--- Task item ---
Go through the entries, filter for the word "HttpVerb", and copy every line that has it.

[Stored data entries]
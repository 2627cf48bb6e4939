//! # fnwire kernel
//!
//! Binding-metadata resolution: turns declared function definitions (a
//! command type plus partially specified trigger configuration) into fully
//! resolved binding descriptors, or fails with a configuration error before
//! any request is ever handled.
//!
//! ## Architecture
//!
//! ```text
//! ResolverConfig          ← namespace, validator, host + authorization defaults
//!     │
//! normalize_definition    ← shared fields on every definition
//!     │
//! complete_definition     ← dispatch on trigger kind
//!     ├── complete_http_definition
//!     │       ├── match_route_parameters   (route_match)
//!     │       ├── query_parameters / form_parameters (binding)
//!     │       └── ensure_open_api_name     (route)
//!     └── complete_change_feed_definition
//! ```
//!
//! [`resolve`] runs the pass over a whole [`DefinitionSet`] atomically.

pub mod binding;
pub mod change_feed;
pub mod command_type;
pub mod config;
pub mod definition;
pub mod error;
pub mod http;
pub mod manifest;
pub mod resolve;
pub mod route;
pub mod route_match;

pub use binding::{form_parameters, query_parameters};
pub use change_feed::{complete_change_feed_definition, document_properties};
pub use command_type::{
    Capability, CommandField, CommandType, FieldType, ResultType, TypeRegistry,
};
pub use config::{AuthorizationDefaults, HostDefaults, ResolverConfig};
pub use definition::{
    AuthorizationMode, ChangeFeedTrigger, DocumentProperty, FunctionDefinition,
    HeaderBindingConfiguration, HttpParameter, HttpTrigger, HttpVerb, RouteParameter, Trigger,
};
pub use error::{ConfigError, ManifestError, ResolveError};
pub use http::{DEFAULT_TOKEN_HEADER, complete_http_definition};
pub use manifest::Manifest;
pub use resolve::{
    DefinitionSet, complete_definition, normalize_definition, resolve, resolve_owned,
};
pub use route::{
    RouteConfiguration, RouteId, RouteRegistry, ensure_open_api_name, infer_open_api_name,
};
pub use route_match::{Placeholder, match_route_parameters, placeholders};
==
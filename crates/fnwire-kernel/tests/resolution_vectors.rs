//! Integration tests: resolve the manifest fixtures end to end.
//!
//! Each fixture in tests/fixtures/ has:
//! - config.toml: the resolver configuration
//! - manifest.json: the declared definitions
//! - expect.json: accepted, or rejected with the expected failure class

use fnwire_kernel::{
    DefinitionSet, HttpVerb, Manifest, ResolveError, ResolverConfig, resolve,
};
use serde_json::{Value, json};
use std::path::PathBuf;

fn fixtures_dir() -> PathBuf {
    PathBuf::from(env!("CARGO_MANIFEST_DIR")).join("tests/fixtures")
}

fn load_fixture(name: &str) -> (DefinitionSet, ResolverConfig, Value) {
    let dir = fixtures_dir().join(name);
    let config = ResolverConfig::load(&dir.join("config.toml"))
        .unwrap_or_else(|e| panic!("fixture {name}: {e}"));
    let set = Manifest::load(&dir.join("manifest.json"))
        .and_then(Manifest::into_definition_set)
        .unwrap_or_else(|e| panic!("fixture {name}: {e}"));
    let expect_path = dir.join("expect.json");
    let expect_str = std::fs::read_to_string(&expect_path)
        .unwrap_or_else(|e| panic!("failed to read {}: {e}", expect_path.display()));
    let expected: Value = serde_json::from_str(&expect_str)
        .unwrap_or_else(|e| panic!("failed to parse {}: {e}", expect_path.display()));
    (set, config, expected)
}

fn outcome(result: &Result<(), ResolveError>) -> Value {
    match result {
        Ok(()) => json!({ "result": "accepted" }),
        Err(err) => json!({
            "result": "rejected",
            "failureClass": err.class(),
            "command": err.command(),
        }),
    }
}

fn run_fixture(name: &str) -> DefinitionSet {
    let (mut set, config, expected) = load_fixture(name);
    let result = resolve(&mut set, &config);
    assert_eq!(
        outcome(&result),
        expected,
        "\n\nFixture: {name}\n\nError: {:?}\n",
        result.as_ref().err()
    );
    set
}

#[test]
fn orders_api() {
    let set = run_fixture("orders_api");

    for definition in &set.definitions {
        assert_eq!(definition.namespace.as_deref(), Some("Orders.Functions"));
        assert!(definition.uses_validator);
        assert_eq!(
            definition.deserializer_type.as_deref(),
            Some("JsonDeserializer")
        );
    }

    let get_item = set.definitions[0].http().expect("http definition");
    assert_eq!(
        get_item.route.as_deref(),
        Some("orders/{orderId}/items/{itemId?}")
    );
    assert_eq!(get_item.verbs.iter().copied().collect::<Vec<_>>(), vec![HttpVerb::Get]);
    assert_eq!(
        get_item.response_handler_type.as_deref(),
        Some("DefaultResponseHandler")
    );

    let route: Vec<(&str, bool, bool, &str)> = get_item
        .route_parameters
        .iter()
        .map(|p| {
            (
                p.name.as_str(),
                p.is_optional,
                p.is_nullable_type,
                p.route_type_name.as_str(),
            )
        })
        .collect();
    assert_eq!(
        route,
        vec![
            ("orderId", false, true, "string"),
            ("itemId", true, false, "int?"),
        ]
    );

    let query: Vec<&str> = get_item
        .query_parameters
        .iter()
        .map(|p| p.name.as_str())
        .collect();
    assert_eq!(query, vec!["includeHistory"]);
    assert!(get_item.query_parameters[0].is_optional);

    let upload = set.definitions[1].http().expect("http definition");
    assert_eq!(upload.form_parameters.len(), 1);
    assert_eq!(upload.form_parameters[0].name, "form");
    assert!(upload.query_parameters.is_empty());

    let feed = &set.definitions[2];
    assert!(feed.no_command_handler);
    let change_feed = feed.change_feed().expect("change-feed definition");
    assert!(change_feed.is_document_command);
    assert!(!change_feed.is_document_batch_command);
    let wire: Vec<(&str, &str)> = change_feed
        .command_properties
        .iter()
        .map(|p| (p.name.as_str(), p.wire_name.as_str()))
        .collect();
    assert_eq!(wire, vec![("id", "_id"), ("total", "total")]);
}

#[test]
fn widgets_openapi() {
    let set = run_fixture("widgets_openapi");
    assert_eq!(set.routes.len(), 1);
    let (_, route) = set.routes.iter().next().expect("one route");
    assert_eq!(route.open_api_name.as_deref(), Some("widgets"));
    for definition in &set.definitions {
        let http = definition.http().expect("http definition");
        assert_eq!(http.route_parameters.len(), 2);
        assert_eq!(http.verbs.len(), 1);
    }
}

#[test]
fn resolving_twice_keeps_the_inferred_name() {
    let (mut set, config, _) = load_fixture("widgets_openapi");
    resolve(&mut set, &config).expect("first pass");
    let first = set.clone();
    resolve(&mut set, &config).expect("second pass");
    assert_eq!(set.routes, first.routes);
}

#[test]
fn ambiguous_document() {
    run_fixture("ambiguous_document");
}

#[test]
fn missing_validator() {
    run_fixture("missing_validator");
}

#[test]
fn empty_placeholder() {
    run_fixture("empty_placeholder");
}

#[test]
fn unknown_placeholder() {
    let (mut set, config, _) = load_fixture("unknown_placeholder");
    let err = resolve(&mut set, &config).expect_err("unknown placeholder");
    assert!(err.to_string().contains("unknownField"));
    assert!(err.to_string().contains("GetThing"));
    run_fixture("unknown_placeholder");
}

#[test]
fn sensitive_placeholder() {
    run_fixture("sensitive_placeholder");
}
* * *
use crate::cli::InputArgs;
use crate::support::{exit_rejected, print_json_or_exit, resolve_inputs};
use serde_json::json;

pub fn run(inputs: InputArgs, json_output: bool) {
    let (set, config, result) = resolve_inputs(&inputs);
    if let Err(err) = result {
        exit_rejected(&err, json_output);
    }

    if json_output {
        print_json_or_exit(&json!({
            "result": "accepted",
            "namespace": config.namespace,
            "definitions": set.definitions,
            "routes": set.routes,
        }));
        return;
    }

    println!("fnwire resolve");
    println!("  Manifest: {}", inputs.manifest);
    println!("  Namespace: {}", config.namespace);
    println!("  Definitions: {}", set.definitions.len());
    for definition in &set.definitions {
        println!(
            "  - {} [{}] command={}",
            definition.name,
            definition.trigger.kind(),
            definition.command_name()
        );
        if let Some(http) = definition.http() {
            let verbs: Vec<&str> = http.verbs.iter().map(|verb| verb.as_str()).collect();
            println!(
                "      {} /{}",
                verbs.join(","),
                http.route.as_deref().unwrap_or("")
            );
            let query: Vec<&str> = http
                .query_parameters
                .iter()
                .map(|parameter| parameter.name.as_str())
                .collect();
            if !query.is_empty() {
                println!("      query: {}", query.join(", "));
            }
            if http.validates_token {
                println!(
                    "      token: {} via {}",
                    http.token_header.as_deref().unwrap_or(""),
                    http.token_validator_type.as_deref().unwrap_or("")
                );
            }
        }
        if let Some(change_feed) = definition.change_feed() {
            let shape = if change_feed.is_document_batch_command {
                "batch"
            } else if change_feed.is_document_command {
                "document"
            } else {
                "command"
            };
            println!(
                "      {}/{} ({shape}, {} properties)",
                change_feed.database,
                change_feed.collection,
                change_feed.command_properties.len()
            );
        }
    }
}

--- Exercise result ---
    HeaderBindingConfiguration, HttpParameter, HttpTrigger, HttpVerb, RouteParameter, Trigger,
    DefinitionSet, HttpVerb, Manifest, ResolveError, ResolverConfig, resolve,
    assert_eq!(get_item.verbs.iter().copied().collect::<Vec<_>>(), vec![HttpVerb::Get]);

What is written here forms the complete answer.